Paul Albertella edited this page Mar 20, 2025 · 1 revision

Host: Paul Albertella

Participants: Pete Brink, Sebastian Hetze, Igor Stoppa, Daniel Krippner, Gab Paoloni, Naga Gamidi

Agenda

  • Updates on documents
  • 'Safe' Linux vs 'Safety' Linux
  • Trustable Software Framework

Discussion

Updates on documents

Pete: Has some input, but not sure how to address some of them yet. Hoping for some more concrete suggestions and input.

  • Paul: We should definitely have a superset of possible criteria and a specific proposed set (distillation) for ELISA, which would then be reviewed more widely.
  • Pete plans to share this with other members of the community

Igor: Should we also consider whether the criteria are attainable?

  • Can we express our degree of confidence?
  • May be something that could be progressed in parallel
  • Methodologies, certain classes of evidence and certain arguments are difficult to make concrete, verifiable statements about: i.e. are subjective

Pete: One aim of this is to remove subjectivity where possible.

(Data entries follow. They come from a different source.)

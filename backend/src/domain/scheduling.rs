//! Pure job scheduling sub-lifecycle.
//!
//! Quote acceptance creates a job in `AwaitingClientResponse`. The
//! artisan proposes a date range, the client accepts or counters, and
//! only an explicit artisan confirmation moves the job to `Planned`.
//! Like the quote engine these functions never touch storage; the
//! service layer persists the returned job.

use chrono::{DateTime, NaiveDate, Utc};

use crate::domain::models::job::{ClientDateResponse, DateRange, DomainJob, JobStatus};

/// Typed failure of a scheduling operation.
#[derive(Debug, thiserror::Error)]
pub enum SchedulingError {
    #[error("Invalid job transition: '{action}' is not allowed in status '{status}'")]
    InvalidJobTransition { status: String, action: String },
    #[error("Job has no proposed date range to respond to")]
    NoProposedRange,
    #[error("Job has no counter-proposal to adopt")]
    NoCounterRange,
}

fn invalid(job: &DomainJob, action: &str) -> SchedulingError {
    SchedulingError::InvalidJobTransition {
        status: job.status.to_string(),
        action: action.to_string(),
    }
}

/// Artisan proposes (or re-proposes) a date range. Editing dates on a
/// planned or accepted job releases the held range and puts the job
/// back in front of the client; only a started or finished job is
/// locked.
pub fn propose_dates(
    job: &DomainJob,
    range: DateRange,
    now: DateTime<Utc>,
) -> Result<DomainJob, SchedulingError> {
    match job.status {
        JobStatus::InProgress | JobStatus::Completed => Err(invalid(job, "propose_dates")),
        _ => {
            let mut next = job.clone();
            next.proposed_range = Some(range);
            next.counter_range = None;
            next.status = JobStatus::AwaitingClientResponse;
            next.updated_at = now;
            Ok(next)
        }
    }
}

/// Record the client's answer to the proposed range.
pub fn record_client_response(
    job: &DomainJob,
    response: &ClientDateResponse,
    now: DateTime<Utc>,
) -> Result<DomainJob, SchedulingError> {
    if job.status != JobStatus::AwaitingClientResponse {
        return Err(invalid(job, "record_client_response"));
    }
    if job.proposed_range.is_none() {
        return Err(SchedulingError::NoProposedRange);
    }

    let mut next = job.clone();
    next.updated_at = now;
    match response {
        ClientDateResponse::Accept => {
            next.status = JobStatus::ClientAcceptedDates;
        }
        ClientDateResponse::Counter(range) => {
            next.status = JobStatus::ClientProposedAlternate;
            next.counter_range = Some(*range);
        }
    }
    Ok(next)
}

/// Artisan confirms the dates. This is the only way a job becomes
/// `Planned`. Confirming a counter-proposal adopts the client's range
/// as the planned one.
pub fn confirm_dates(job: &DomainJob, now: DateTime<Utc>) -> Result<DomainJob, SchedulingError> {
    let mut next = job.clone();
    next.updated_at = now;

    match job.status {
        JobStatus::ClientAcceptedDates => {
            if job.proposed_range.is_none() {
                return Err(SchedulingError::NoProposedRange);
            }
        }
        JobStatus::ClientProposedAlternate => {
            let counter = job.counter_range.ok_or(SchedulingError::NoCounterRange)?;
            next.proposed_range = Some(counter);
            next.counter_range = None;
        }
        _ => return Err(invalid(job, "confirm_dates")),
    }

    next.status = JobStatus::Planned;
    Ok(next)
}

/// Move a planned job to `InProgress` once its start date arrives.
/// Returns `None` when the job is not due, so callers can skip the
/// write. Completion stays manual.
pub fn advance_if_due(job: &DomainJob, today: NaiveDate, now: DateTime<Utc>) -> Option<DomainJob> {
    if job.status != JobStatus::Planned {
        return None;
    }
    let range = job.proposed_range?;
    if today < range.start {
        return None;
    }

    let mut next = job.clone();
    next.status = JobStatus::InProgress;
    next.updated_at = now;
    Some(next)
}

/// Artisan marks the job finished.
pub fn mark_completed(job: &DomainJob, now: DateTime<Utc>) -> Result<DomainJob, SchedulingError> {
    if job.status != JobStatus::InProgress {
        return Err(invalid(job, "mark_completed"));
    }
    let mut next = job.clone();
    next.status = JobStatus::Completed;
    next.updated_at = now;
    Ok(next)
}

If you are going to have a hypothesis, then you must also specify some way to prove it

Igor: Survival bias can be a reason why we decide to do things in certain ways “This seems to work”

Paul: And sometimes we have to rely on ‘expert opinion’ to inform our decisions

Daniel: Are we making decisions here? Aren’t these associated with business?

Pete: The decisions here are “Do we want to publish this as ‘ELISA’ material?”

What we should have as a baseline is: can we record what inputs informed a decision and what criteria we considered in making that decision.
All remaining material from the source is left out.